Material for this exercise |
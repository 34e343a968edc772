// The key layout, resolved by tui/input.rs into the semantic events below:
//
// Grid (4 drum rows + the bass lane, 16 steps each):
//   arrows        //  move the cursor
//   Enter / x     //  ToggleStep (drum row) or ToggleBassNote (bass lane)
//   s             //  ToggleSlide (bass lane)
//   m / o / O     //  Mute / Solo / Solo with shift (additive)
//   < / >         //  AdjustVolume on the cursor's track
//   a             //  Audition the cursor's drum sample
//
// Bass pitch selector:
//   n / N         //  SelectPitch next / previous pitch class
//   v / V         //  SetOctave up / down for the selected pitch class
//   T             //  TestSynth
//
// Transport:
//   Space         //  PlayPress
//   t             //  TapTempo
//   b             //  type a tempo, Enter commits (EnterTempo), Esc cancels
//   c / C         //  ClearDrums / ClearBass
//
// Knobs (meaning depends on the page, Tab cycles it):
//   [ / ]         //  knob A down/up
//   - / =         //  knob B down/up
//
// Quit:
//   Esc           //  Quit
//
// The middle layer owns all sequencer state; the TUI only renders the DisplayState
// it gets back every frame.

pub const NUM_TRACKS: usize = 4;
pub const STEPS_PER_PATTERN: usize = 16;
pub const NUM_PITCHES: usize = 12;

pub const MIN_TEMPO: u16 = 50;
pub const MAX_TEMPO: u16 = 200;
pub const MAX_SWING: u8 = 50;

pub const PITCH_NAMES: [&str; NUM_PITCHES] = [
    "C", "C#", "D", "D#", "E", "F", "F#", "G", "G#", "A", "A#", "B",
];

#[derive(Clone, Debug, PartialEq)]
pub enum InputEvent {
    // transport
    PlayPress,
    TapTempo,
    AdjustTempo(i16),
    EnterTempo(String), // raw text from the tempo field, parsed by the middle layer

    // drum grid
    ToggleStep { track: usize, step: usize },
    Mute(usize),
    Solo { track: usize, additive: bool },
    AdjustVolume { track: usize, delta: f32 },
    Audition(usize),
    ClearDrums,

    // bass lane
    ToggleBassNote(usize),
    ToggleSlide(usize),
    SelectPitch(usize),
    SetOctave { pitch: usize, octave: u8 },
    TestSynth,
    ClearBass,

    // knobs, already resolved against the param page
    AdjustSwing(i16),
    AdjustCutoff(f32),    // in octaves
    AdjustResonance(f32),
    AdjustDecay(f32),
    AdjustEnvelopeMod(f32),

    Quit,
}

#[derive(Clone, Debug)]
pub struct TrackView {
    pub name: String,
    pub steps: [bool; STEPS_PER_PATTERN],
    pub volume: f32,
    pub muted: bool,
    pub solo: bool,
    pub loaded: bool,
}

#[derive(Clone, Debug)]
pub struct BassStepView {
    pub label: String, // "C#2", empty when the step is off
    pub on: bool,
    pub slide: bool,
}

#[derive(Clone, Debug)]
pub struct DisplayState {
    pub playing: bool,
    pub playing_step: Option<u8>,
    pub tempo: u16,
    pub swing: u8,
    pub tracks: Vec<TrackView>,
    pub bass: Vec<BassStepView>,
    pub selected_pitch: Option<usize>,
    pub selected_octave: u8,
    pub cutoff: f32,
    pub resonance: f32,
    pub decay: f32,
    pub envelope_mod: f32,
}

#[derive(Clone, Copy, Debug, PartialEq, Eq)]
pub enum ParamPage {
    Groove,
    Filter,
    Envelope,
}

impl ParamPage {
    pub fn next(self) -> Self {
        match self {
            ParamPage::Groove => ParamPage::Filter,
            ParamPage::Filter => ParamPage::Envelope,
            ParamPage::Envelope => ParamPage::Groove,
        }
    }

    pub fn knob_labels(self) -> (&'static str, &'static str) {
        match self {
            ParamPage::Groove => ("SWING", "TEMPO"),
            ParamPage::Filter => ("CUTOFF", "RESO"),
            ParamPage::Envelope => ("DECAY", "ENVMOD"),
        }
    }
}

Exercise details | Transcribe all of the data above, character for character.

Solution to the exercise |
repository 34e343a968edc772
// The key layout, resolved by tui/input.rs into the semantic events below:
//
// Grid (4 drum rows + the bass lane, 16 steps each):
//   arrows        //  move the cursor
//   Enter / x     //  ToggleStep (drum row) or ToggleBassNote (bass lane)
//   s             //  ToggleSlide (bass lane)
//   m / o / O     //  Mute / Solo / Solo with shift (additive)
//   < / >         //  AdjustVolume on the cursor's track
//   a             //  Audition the cursor's drum sample
//
// Bass pitch selector:
//   n / N         //  SelectPitch next / previous pitch class
//   v / V         //  SetOctave up / down for the selected pitch class
//   T             //  TestSynth
//
// Transport:
//   Space         //  PlayPress
//   t             //  TapTempo
//   b             //  type a tempo, Enter commits (EnterTempo), Esc cancels
//   c / C         //  ClearDrums / ClearBass
//
// Knobs (meaning depends on the page, Tab cycles it):
//   [ / ]         //  knob A down/up
//   - / =         //  knob B down/up
//
// Quit:
//   Esc           //  Quit
//
// The middle layer owns all sequencer state; the TUI only renders the DisplayState
// it gets back every frame.

pub const NUM_TRACKS: usize = 4;
pub const STEPS_PER_PATTERN: usize = 16;
pub const NUM_PITCHES: usize = 12;

pub const MIN_TEMPO: u16 = 50;
pub const MAX_TEMPO: u16 = 200;
pub const MAX_SWING: u8 = 50;

pub const PITCH_NAMES: [&str; NUM_PITCHES] = [
    "C", "C#", "D", "D#", "E", "F", "F#", "G", "G#", "A", "A#", "B",
];

#[derive(Clone, Debug, PartialEq)]
pub enum InputEvent {
    // transport
    PlayPress,
    TapTempo,
    AdjustTempo(i16),
    EnterTempo(String), // raw text from the tempo field, parsed by the middle layer

    // drum grid
    ToggleStep { track: usize, step: usize },
    Mute(usize),
    Solo { track: usize, additive: bool },
    AdjustVolume { track: usize, delta: f32 },
    Audition(usize),
    ClearDrums,

    // bass lane
    ToggleBassNote(usize),
    ToggleSlide(usize),
    SelectPitch(usize),
    SetOctave { pitch: usize, octave: u8 },
    TestSynth,
    ClearBass,

    // knobs, already resolved against the param page
    AdjustSwing(i16),
    AdjustCutoff(f32),    // in octaves
    AdjustResonance(f32),
    AdjustDecay(f32),
    AdjustEnvelopeMod(f32),

    Quit,
}

#[derive(Clone, Debug)]
pub struct TrackView {
    pub name: String,
    pub steps: [bool; STEPS_PER_PATTERN],
    pub volume: f32,
    pub muted: bool,
    pub solo: bool,
    pub loaded: bool,
}

#[derive(Clone, Debug)]
pub struct BassStepView {
    pub label: String, // "C#2", empty when the step is off
    pub on: bool,
    pub slide: bool,
}

#[derive(Clone, Debug)]
pub struct DisplayState {
    pub playing: bool,
    pub playing_step: Option<u8>,
    pub tempo: u16,
    pub swing: u8,
    pub tracks: Vec<TrackView>,
    pub bass: Vec<BassStepView>,
    pub selected_pitch: Option<usize>,
    pub selected_octave: u8,
    pub cutoff: f32,
    pub resonance: f32,
    pub decay: f32,
    pub envelope_mod: f32,
}

#[derive(Clone, Copy, Debug, PartialEq, Eq)]
pub enum ParamPage {
    Groove,
    Filter,
    Envelope,
}

impl ParamPage {
    pub fn next(self) -> Self {
        match self {
            ParamPage::Groove => ParamPage::Filter,
            ParamPage::Filter => ParamPage::Envelope,
            ParamPage::Envelope => ParamPage::Groove,
        }
    }

    pub fn knob_labels(self) -> (&'static str, &'static str) {
        match self {
            ParamPage::Groove => ("SWING", "TEMPO"),
            ParamPage::Filter => ("CUTOFF", "RESO"),
            ParamPage::Envelope => ("DECAY", "ENVMOD"),
        }
    }
}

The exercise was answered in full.